Searching through news accounts from the spring of 1912, it’s clear that Berry’s feat led other parachutists, who for years had been jumping from hot air balloons at county fairs, to try to duplicate his stunt. Rodman Law, who had already parachuted from the Statue of Liberty and a Wall Street skyscraper, jumped “from a Burgess-Wright hydroaeroplane flown in Marblehead Harbor by Philip W. Page,” on April 13, according to the April 1912 issue of Aeronautics. By year’s end, Law and his pilot, Harry Bingham Brown, were taking out display ads in the magazine to tout their act.
As for Morton, it’s not clear whether he ever tried another airplane jump. Parmelee died in a crash that June, so Morton would have had to find another pilot.
But if his earlier career as a jumper from balloons is any guide, Morton wouldn’t have been daunted by any setback.
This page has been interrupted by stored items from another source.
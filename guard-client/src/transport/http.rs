//! HTTP transport backed by reqwest.

use super::{HttpRequest, HttpResponse, Method, Transport, TransportError};
use async_trait::async_trait;
use std::time::Duration;
use tracing::debug;

/// Production transport over HTTPS.
///
/// Holds one pooled [`reqwest::Client`]; cheap to clone. Cookies are sent
/// per-request from the [`HttpRequest`], never stored here, so one transport
/// can serve many accounts.
#[derive(Debug, Clone)]
pub struct HttpTransport {
    client: reqwest::Client,
}

impl HttpTransport {
    /// Create a transport with the given per-request timeout.
    pub fn new(timeout: Duration) -> Result<Self, TransportError> {
        let client = reqwest::Client::builder()
            .timeout(timeout)
            .build()
            .map_err(|err| TransportError::MalformedRequest(err.to_string()))?;
        Ok(Self { client })
    }

    fn cookie_header(cookies: &[(String, String)]) -> String {
        cookies
            .iter()
            .map(|(k, v)| format!("{k}={v}"))
            .collect::<Vec<_>>()
            .join("; ")
    }
}

#[async_trait]
impl Transport for HttpTransport {
    async fn execute(&self, request: HttpRequest) -> Result<HttpResponse, TransportError> {
        debug!(method = ?request.method, url = %request.url, "executing request");

        let mut builder = match request.method {
            Method::Get => self.client.get(&request.url),
            Method::Post => self.client.post(&request.url).form(&request.form),
        };
        for (key, value) in &request.headers {
            builder = builder.header(key, value);
        }
        if !request.cookies.is_empty() {
            builder = builder.header("Cookie", Self::cookie_header(&request.cookies));
        }

        let response = builder.send().await.map_err(|err| {
            if err.is_timeout() {
                TransportError::Timeout
            } else {
                TransportError::ConnectionFailed(err.to_string())
            }
        })?;

        let status = response.status().as_u16();
        let body = response
            .text()
            .await
            .map_err(|err| TransportError::ConnectionFailed(err.to_string()))?;

        debug!(status, bytes = body.len(), "response received");
        Ok(HttpResponse { status, body })
    }
}
//! Server-aligned time source.
//!
//! One-time codes are only valid if generated against the server's clock.
//! The offset between server and local time is measured once per process and
//! reused; after that, reads are lock-free.

use crate::transport::{HttpRequest, Transport};
use guard_types::wire::TimeQueryResponse;
use guard_types::GuardError;
use std::sync::{Arc, OnceLock};
use std::time::{SystemTime, UNIX_EPOCH};
use tokio::sync::Mutex;
use tracing::debug;

/// Time source aligned to the remote service's clock.
///
/// Concurrent first callers collapse into a single synchronization request:
/// the offset cell is double-checked under an async mutex, so whoever loses
/// the race reuses the winner's measurement.
pub struct ClockSource {
    transport: Arc<dyn Transport>,
    base_url: String,
    offset: OnceLock<i64>,
    sync_lock: Mutex<()>,
}

impl ClockSource {
    /// Create an unsynchronized clock talking to `base_url`.
    pub fn new(transport: Arc<dyn Transport>, base_url: impl Into<String>) -> Self {
        Self {
            transport,
            base_url: base_url.into(),
            offset: OnceLock::new(),
            sync_lock: Mutex::new(()),
        }
    }

    /// Measure the server/local offset if not measured yet.
    pub async fn synchronize(&self) -> Result<(), GuardError> {
        if self.offset.get().is_some() {
            return Ok(());
        }
        let _guard = self.sync_lock.lock().await;
        if self.offset.get().is_some() {
            // Another caller synchronized while we waited.
            return Ok(());
        }

        let request = HttpRequest::post(format!("{}/server-time", self.base_url));
        let response = self.transport.execute(request).await?;
        if !response.is_success() {
            return Err(GuardError::ProtocolError(format!(
                "time query returned status {}",
                response.status
            )));
        }
        let parsed: TimeQueryResponse = serde_json::from_str(&response.body)
            .map_err(|err| GuardError::ProtocolError(format!("bad time response: {err}")))?;

        let offset = parsed.response.server_time - local_unix_now();
        debug!(offset, "clock synchronized");
        let _ = self.offset.set(offset);
        Ok(())
    }

    /// Current server time, unix seconds. Errors if never synchronized.
    pub fn now(&self) -> Result<i64, GuardError> {
        match self.offset.get() {
            Some(offset) => Ok(local_unix_now() + offset),
            None => Err(GuardError::ProtocolError(
                "clock has not been synchronized".into(),
            )),
        }
    }

    /// Current server time, synchronizing first if needed.
    pub async fn now_synchronized(&self) -> Result<i64, GuardError> {
        self.synchronize().await?;
        self.now()
    }
}

impl std::fmt::Debug for ClockSource {
    fn fmt(&self, f: &mut std::fmt::Formatter<'_>) -> std::fmt::Result {
        f.debug_struct("ClockSource")
            .field("base_url", &self.base_url)
            .field("offset", &self.offset.get())
            .finish()
    }
}

fn local_unix_now() -> i64 {
    match SystemTime::now().duration_since(UNIX_EPOCH) {
        Ok(elapsed) => elapsed.as_secs() as i64,
        Err(_) => 0,
    }
}
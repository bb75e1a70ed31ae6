//! # guard-types
//!
//! Data model and wire format types for GuardSync.
//!
//! This crate provides the foundational types used across all GuardSync crates:
//! - [`AccountId`], [`OfferId`], [`ConfirmationId`], [`DeviceId`] - Identity types
//! - [`AuthenticatorSecret`], [`Session`], [`AccountDocument`] - Credential material
//! - [`Confirmation`], [`Offer`], [`ChangeEvent`] - Protocol entities
//! - [`GuardError`] - Error taxonomy

#![warn(missing_docs)]
#![warn(clippy::all)]

mod confirmation;
mod document;
mod error;
mod ids;
mod offer;
mod secrets;
mod session;
pub mod wire;

pub use confirmation::{Confirmation, ConfirmationKind};
pub use document::AccountDocument;
pub use error::GuardError;
pub use ids::{AccountId, ConfirmationId, DeviceId, OfferId};
pub use offer::{Asset, ChangeEvent, Offer, OfferState};
pub use secrets::AuthenticatorSecret;
pub use session::Session;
Newspaper accounts from the early 1900s — which variously name him as “W.L. Morton,” “Professor W.M. Morton,” “W.N. Morton,” and “Grant Morton” — are full of disasters and near disasters.
All you need are the headlines:
AERONAUT HITS TELEGRAPH POLE (San Francisco Call, May 15, 1905)
THOUSANDS SAW A HORRIBLE ACCIDENT ( Press and Horticulturalist, June 30, 1905)
AERONAUT IS DASHED AGAINST TREE LIMB (San Francisco Call, July 3, 1905)
AERONAUT LANDS IN NEST OF WIRES (Los Angeles Herald, October 22, 1906)
With each mishap, the reporters seemed more eager to count Morton out. My favorite lead (maybe in any story, ever) is this one, in the 1905 Press and Horticulturalist article: “Grant Morton, parachute jumper, was probably fatally injured yesterday…”
Then there’s the Los Angeles Herald story from April 28, 1908, under the headline “BALLOONIST CALMLY AWAITS FOR DEATH,” where we learn (four years before his airplane jump, remember) that “W.L. Morton, the Venice balloonist, now lies dying in the Santa Monica Bay Hospital. Morton has been making almost daily ascensions for a long time past at Venice, dropping to earth in a parachute and taking all kinds of chances at falling on heavily charged live wires or blowing out to sea. He didn’t care, and said so. Yesterday his parachute threw him against a pole near the old alligator place.”
After that, who would mind jumping from a moving biplane?